Impact Factor:
6.3
KAIMRC Affiliation:
No KAIMRC Affiliation (Alswaid – KAMC)
Name of Article:
Joubert syndrome: a model for untangling recessive disorders with extreme genetic heterogeneity
Author(s):
Bachmann-Gagescu, R., Dempsey, J.C., Phelps, I.G., O’Roak, B.J., Knutzen, D.M., Alswaid, A., et al.
Journal:
Journal of Medical Genetics
Year of Publication:
2015
Publication Issue:
52 (8)
Page Numbers:
514-522
Affiliation:
Institute for Molecular Life Sciences and Institute of Medical Genetics, University of Zurich, Zurich, Switzerland; Department of Pediatrics, University of Washington, Seattle, Washington, USA; Molecular and Medical Genetics, Oregon Health and Science University, Portland, Oregon, USA.; Department of Oncology, Franciscan Health System, Tacoma, Washington, USA.; Department of Biostatistics, University of Washington, Seattle, Washington, USA.; Department of Radiology, University of Washington, Seattle Children’s Hospital, Seattle, Washington, USA.; Department of Internal Medicine, University of Colorado School of Medicine, Aurora, Colorado, USA.; Division of Integrated Cancer Genomics, Translational Genomics Research Institute, Phoenix, Arizona, USA.; Department of Genome Sciences, University of Washington, Seattle, Washington, USA. ; Department of Pediatrics, King Abdulaziz Medical City, Riyadh, Saudi Arabia.
Shortlink:
http://bit.ly/1kisOm2
Background:
Joubert syndrome (JS) is a recessive neurodevelopmental disorder characterised by hypotonia, ataxia, cognitive impairment, abnormal eye movements, respiratory control disturbances and a distinctive mid-hindbrain malformation.

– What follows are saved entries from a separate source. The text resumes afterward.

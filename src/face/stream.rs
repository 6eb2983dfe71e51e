//! Frame-sampling stream session
//!
//! A session pulls frames from its capture lease one at a time. Every
//! `interval`-th frame (starting with the first) goes through the expensive
//! path: a fresh localization/embedding call and a new set of labels. All
//! other frames reuse the last boxes and labels.

use serde::Serialize;

use super::capture::{CaptureDevice, CaptureLease, Frame, FrameSource};
use super::matcher::{label_for, FaceLabel, SessionMode};
use super::template::FaceTemplate;
use crate::error::{BiometricError, ErrorKind, Result};

/// Face bounding box in pixel coordinates
#[derive(Debug, Clone, Copy, PartialEq, Eq, Serialize)]
pub struct FaceBox {
    pub top: u32,
    pub right: u32,
    pub bottom: u32,
    pub left: u32,
}

/// One localized face; the embedding may be missing if extraction failed
#[derive(Debug, Clone, PartialEq)]
pub struct Detection {
    pub bbox: FaceBox,
    pub embedding: Option<FaceTemplate>,
}

/// Face localization and embedding (excluded collaborator)
pub trait FaceAnalyzer {
    fn analyze(&mut self, frame: &Frame) -> Result<Vec<Detection>>;
}

#[derive(Debug, Clone, Copy, PartialEq, Eq, Serialize)]
pub struct Annotation {
    pub bbox: FaceBox,
    pub label: FaceLabel,
}

/// Raw frame plus the overlay to draw on it
#[derive(Debug, Clone)]
pub struct AnnotatedFrame {
    pub index: u64,
    pub frame: Frame,
    pub annotations: Vec<Annotation>,
    /// True when this frame went through fresh analysis
    pub refreshed: bool,
}

#[derive(Debug, Clone, Copy, PartialEq, Eq, Serialize)]
#[serde(rename_all = "lowercase")]
pub enum SessionState {
    Idle,
    Active,
    Stopped,
}

#[derive(Debug, Clone, Copy, PartialEq, Eq)]
pub enum StopOutcome {
    Stopped,
    AlreadyInactive,
}

#[derive(Debug, Clone, Copy)]
pub struct SessionConfig {
    /// Analyse every n-th frame (>= 1)
    pub interval: u32,
    pub tolerance: f64,
}

/// Per-connection stream state machine: `Idle -> Active -> Stopped`
pub struct StreamSession<S: FrameSource, A: FaceAnalyzer> {
    analyzer: A,
    mode: SessionMode,
    reference: Option<FaceTemplate>,
    interval: u64,
    tolerance: f64,
    state: SessionState,
    lease: Option<CaptureLease<S>>,
    frame_counter: u64,
    last_boxes: Vec<FaceBox>,
    last_labels: Vec<FaceLabel>,
    last_embeddings: Vec<Option<FaceTemplate>>,
    end_reason: Option<ErrorKind>,
}

impl<S: FrameSource, A: FaceAnalyzer> StreamSession<S, A> {
    pub fn new(
        analyzer: A,
        mode: SessionMode,
        reference: Option<FaceTemplate>,
        config: SessionConfig,
    ) -> Self {
        Self {
            analyzer,
            mode,
            reference,
            interval: u64::from(config.interval.max(1)),
            tolerance: config.tolerance,
            state: SessionState::Idle,
            lease: None,
            frame_counter: 0,
            last_boxes: Vec::new(),
            last_labels: Vec::new(),
            last_embeddings: Vec::new(),
            end_reason: None,
        }
    }

    pub fn state(&self) -> SessionState {
        self.state
    }

    pub fn mode(&self) -> SessionMode {
        self.mode
    }

    pub fn frames_seen(&self) -> u64 {
        self.frame_counter
    }

    /// Why the stream ended on its own, if it did
    pub fn end_reason(&self) -> Option<ErrorKind> {
        self.end_reason
    }

    /// Acquire the capture device and move to `Active`.
    ///
    /// Starting an active session is a no-op; a stopped session cannot be
    /// restarted.
    pub fn start(&mut self, device: &CaptureDevice<S>) -> Result<()> {
        match self.state {
            SessionState::Active => Ok(()),
            SessionState::Stopped => Err(BiometricError::Device(
                "stream session already stopped".to_string(),
            )),
            SessionState::Idle => {
                self.lease = Some(device.acquire()?);
                self.state = SessionState::Active;
                log::info!(
                    "Stream session started (mode={:?}, interval={})",
                    self.mode,
                    self.interval
                );
                Ok(())
            }
        }
    }

    /// Stop the session and release the capture device
    pub fn stop(&mut self) -> StopOutcome {
        if self.state != SessionState::Active {
            self.state = SessionState::Stopped;
            log::debug!("Stop requested on inactive stream session");
            return StopOutcome::AlreadyInactive;
        }
        self.finish();
        StopOutcome::Stopped
    }

    fn finish(&mut self) {
        if let Some(mut lease) = self.lease.take() {
            lease.release();
        }
        self.state = SessionState::Stopped;
        log::info!(
            "Stream session stopped after {} frames",
            self.frame_counter
        );
    }

    /// Overall status for the current cycle
    pub fn status(&self) -> FaceLabel {
        if self.mode == SessionMode::Verify && self.reference.is_none() {
            return FaceLabel::NotRegistered;
        }
        match self.last_labels.first() {
            Some(label) => *label,
            None => FaceLabel::Detecting,
        }
    }

    /// Register mode: first embedding of the most recent analysis
    pub fn enrollment_candidate(&self) -> Option<FaceTemplate> {
        self.last_embeddings.iter().flatten().next().copied()
    }

    fn refresh(&mut self, frame: &Frame) {
        let detections = match self.analyzer.analyze(frame) {
            Ok(detections) => detections,
            Err(e) => {
                log::warn!("Face analysis failed on frame {}: {}", self.frame_counter, e);
                self.last_boxes.clear();
                self.last_labels.clear();
                self.last_embeddings.clear();
                return;
            }
        };

        self.last_labels = detections
            .iter()
            .map(|d| {
                label_for(
                    self.mode,
                    self.reference.as_ref(),
                    d.embedding.as_ref(),
                    self.tolerance,
                )
            })
            .collect();
        self.last_boxes = detections.iter().map(|d| d.bbox).collect();
        self.last_embeddings = detections.into_iter().map(|d| d.embedding).collect();

        log::debug!(
            "Frame {}: {} face(s), labels {:?}",
            self.frame_counter,
            self.last_boxes.len(),
            self.last_labels
        );
    }

    fn annotations(&self) -> Vec<Annotation> {
        self.last_boxes
            .iter()
            .zip(&self.last_labels)
            .map(|(bbox, label)| Annotation {
                bbox: *bbox,
                label: *label,
            })
            .collect()
    }
}

impl<S: FrameSource, A: FaceAnalyzer> Iterator for StreamSession<S, A> {
    type Item = AnnotatedFrame;

    fn next(&mut self) -> Option<AnnotatedFrame> {
        if self.state != SessionState::Active {
            return None;
        }

        let read = self.lease.as_mut()?.read();
        let frame = match read {
            Ok(frame) => frame,
            Err(e) => {
                log::info!("Capture read failed, ending stream: {}", e);
                self.end_reason = Some(e.kind());
                self.finish();
                return None;
            }
        };

        let index = self.frame_counter;
        let refreshed = index % self.interval == 0;
        if refreshed {
            self.refresh(&frame);
        }
        self.frame_counter += 1;

        Some(AnnotatedFrame {
            index,
            frame,
            annotations: self.annotations(),
            refreshed,
        })
    }
}

impl<S: FrameSource, A: FaceAnalyzer> Drop for StreamSession<S, A> {
    fn drop(&mut self) {
        if self.state == SessionState::Active {
            self.finish();
        }
    }
}
//! Capture device ownership
//!
//! The camera is a single process-wide resource. `CaptureDevice` is the shared
//! handle; a session takes exclusive use of it through a `CaptureLease`.
//! Acquire, every read and release go through one mutex, so stopping can
//! never interleave with an in-flight read.

use std::sync::{Arc, Mutex, MutexGuard, PoisonError};

use crate::error::{BiometricError, Result};

/// Raw video frame from the capture collaborator
#[derive(Debug, Clone, PartialEq, Eq)]
pub struct Frame {
    pub width: u32,
    pub height: u32,
    pub pixels: Vec<u8>,
}

/// Camera backend (excluded collaborator)
pub trait FrameSource {
    /// Prepare the device for reading
    fn open(&mut self) -> Result<()>;

    /// Read the next frame; an error ends the stream
    fn read(&mut self) -> Result<Frame>;

    /// Release the underlying device
    fn release(&mut self);
}

struct DeviceState<S> {
    source: S,
    leased: bool,
}

/// Shared handle to the capture resource
pub struct CaptureDevice<S: FrameSource> {
    inner: Arc<Mutex<DeviceState<S>>>,
}

impl<S: FrameSource> Clone for CaptureDevice<S> {
    fn clone(&self) -> Self {
        Self {
            inner: Arc::clone(&self.inner),
        }
    }
}

fn lock<S>(inner: &Mutex<DeviceState<S>>) -> MutexGuard<'_, DeviceState<S>> {
    inner.lock().unwrap_or_else(PoisonError::into_inner)
}

impl<S: FrameSource> CaptureDevice<S> {
    pub fn new(source: S) -> Self {
        Self {
            inner: Arc::new(Mutex::new(DeviceState {
                source,
                leased: false,
            })),
        }
    }

    /// Take exclusive use of the device. Fails with `Device` while another
    /// lease is outstanding.
    pub fn acquire(&self) -> Result<CaptureLease<S>> {
        let mut state = lock(&self.inner);
        if state.leased {
            return Err(BiometricError::Device(
                "capture device already in use".to_string(),
            ));
        }

        state.source.open()?;
        state.leased = true;
        log::info!("Capture device acquired");

        Ok(CaptureLease {
            inner: Arc::clone(&self.inner),
            released: false,
        })
    }

    pub fn is_in_use(&self) -> bool {
        lock(&self.inner).leased
    }
}

/// Exclusive use of the capture device; released exactly once
pub struct CaptureLease<S: FrameSource> {
    inner: Arc<Mutex<DeviceState<S>>>,
    released: bool,
}

impl<S: FrameSource> CaptureLease<S> {
    pub fn read(&mut self) -> Result<Frame> {
        if self.released {
            return Err(BiometricError::Device("capture lease released".to_string()));
        }
        lock(&self.inner).source.read()
    }

    /// Release the device. Returns false if it was already released.
    pub fn release(&mut self) -> bool {
        if self.released {
            return false;
        }

        let mut state = lock(&self.inner);
        state.source.release();
        state.leased = false;
        self.released = true;
        log::info!("Capture device released");
        true
    }
}

impl<S: FrameSource> Drop for CaptureLease<S> {
    fn drop(&mut self) {
        self.release();
    }
}

#[cfg(test)]
pub(crate) mod testing {
    use super::*;
    use std::sync::atomic::{AtomicUsize, Ordering};

    /// Scripted camera: yields `frames` frames then fails
    pub struct ScriptedCamera {
        pub frames: usize,
        pub served: usize,
        pub releases: Arc<AtomicUsize>,
    }

    impl ScriptedCamera {
        pub fn new(frames: usize) -> (Self, Arc<AtomicUsize>) {
            let releases = Arc::new(AtomicUsize::new(0));
            (
                Self {
                    frames,
                    served: 0,
                    releases: Arc::clone(&releases),
                },
                releases,
            )
        }

        pub fn release_count(counter: &Arc<AtomicUsize>) -> usize {
            counter.load(Ordering::SeqCst)
        }
    }

    impl FrameSource for ScriptedCamera {
        fn open(&mut self) -> Result<()> {
            Ok(())
        }

        fn read(&mut self) -> Result<Frame> {
            if self.served >= self.frames {
                return Err(BiometricError::Device("end of script".to_string()));
            }
            self.served += 1;
            Ok(Frame {
                width: 4,
                height: 4,
                pixels: vec![self.served as u8; 16],
            })
        }

        fn release(&mut self) {
            self.releases.fetch_add(1, Ordering::SeqCst);
        }
    }
}

#[cfg(test)]
mod tests {
    use super::testing::ScriptedCamera;
    use super::*;
    use crate::error::ErrorKind;

    #[test]
    fn test_second_acquire_is_refused() {
        let (camera, _) = ScriptedCamera::new(3);
        let device = CaptureDevice::new(camera);
        let _lease = device.acquire().unwrap();
        let err = device.acquire().err().unwrap();
        assert_eq!(err.kind(), ErrorKind::Device);
    }

    #[test]
    fn test_release_once_then_reacquire() {
        let (camera, releases) = ScriptedCamera::new(3);
        let device = CaptureDevice::new(camera);

        let mut lease = device.acquire().unwrap();
        assert!(device.is_in_use());
        assert!(lease.release());
        assert!(!lease.release());
        drop(lease);
        assert_eq!(ScriptedCamera::release_count(&releases), 1);
        assert!(!device.is_in_use());

        let _again = device.acquire().unwrap();
    }

    #[test]
    fn test_drop_releases() {
        let (camera, releases) = ScriptedCamera::new(1);
        let device = CaptureDevice::new(camera);
        {
            let mut lease = device.acquire().unwrap();
            lease.read().unwrap();
        }
        assert_eq!(ScriptedCamera::release_count(&releases), 1);
        assert!(!device.is_in_use());
    }

    #[test]
    fn test_read_after_release_fails() {
        let (camera, _) = ScriptedCamera::new(5);
        let device = CaptureDevice::new(camera);
        let mut lease = device.acquire().unwrap();
        lease.release();
        assert_eq!(lease.read().unwrap_err().kind(), ErrorKind::Device);
    }
}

JS demonstrates substantial phenotypic variability and genetic heterogeneity. This study provides a comprehensive view of the current genetic basis, phenotypic range and gene-phenotype associations in JS.
Methods:
We sequenced 27 JS-associated genes in 440 affected individuals (375 families) from a cohort of 532 individuals (440 families) with JS, using molecular inversion probe-based targeted capture and next-generation sequencing. Variant pathogenicity was defined using the Combined Annotation Dependent Depletion algorithm with an optimised score cut-off.
Results:
We identified presumed causal variants in 62% of pedigrees, including the first B9D2 mutations associated with JS. 253 different mutations in 23 genes highlight the extreme genetic heterogeneity of JS. Phenotypic analysis revealed that only 34% of individuals have a ‘pure JS’ phenotype. Retinal disease is present in 30% of individuals, renal disease in 25%, coloboma in 17%, polydactyly in 15%, liver fibrosis in 14% and encephalocele in 8%. Loss of CEP290 function is associated with retinal dystrophy, while loss of TMEM67 function is associated with liver fibrosis and coloboma, but we observe no clear-cut distinction between JS subtypes.
Conclusions:
This work illustrates how combining advanced sequencing techniques with phenotypic data addresses extreme genetic heterogeneity to provide diagnostic and carrier testing, guide medical monitoring for progressive complications, facilitate interpretation of genome-wide sequencing results in individuals with a variety of phenotypes and enable gene-specific treatments in the future.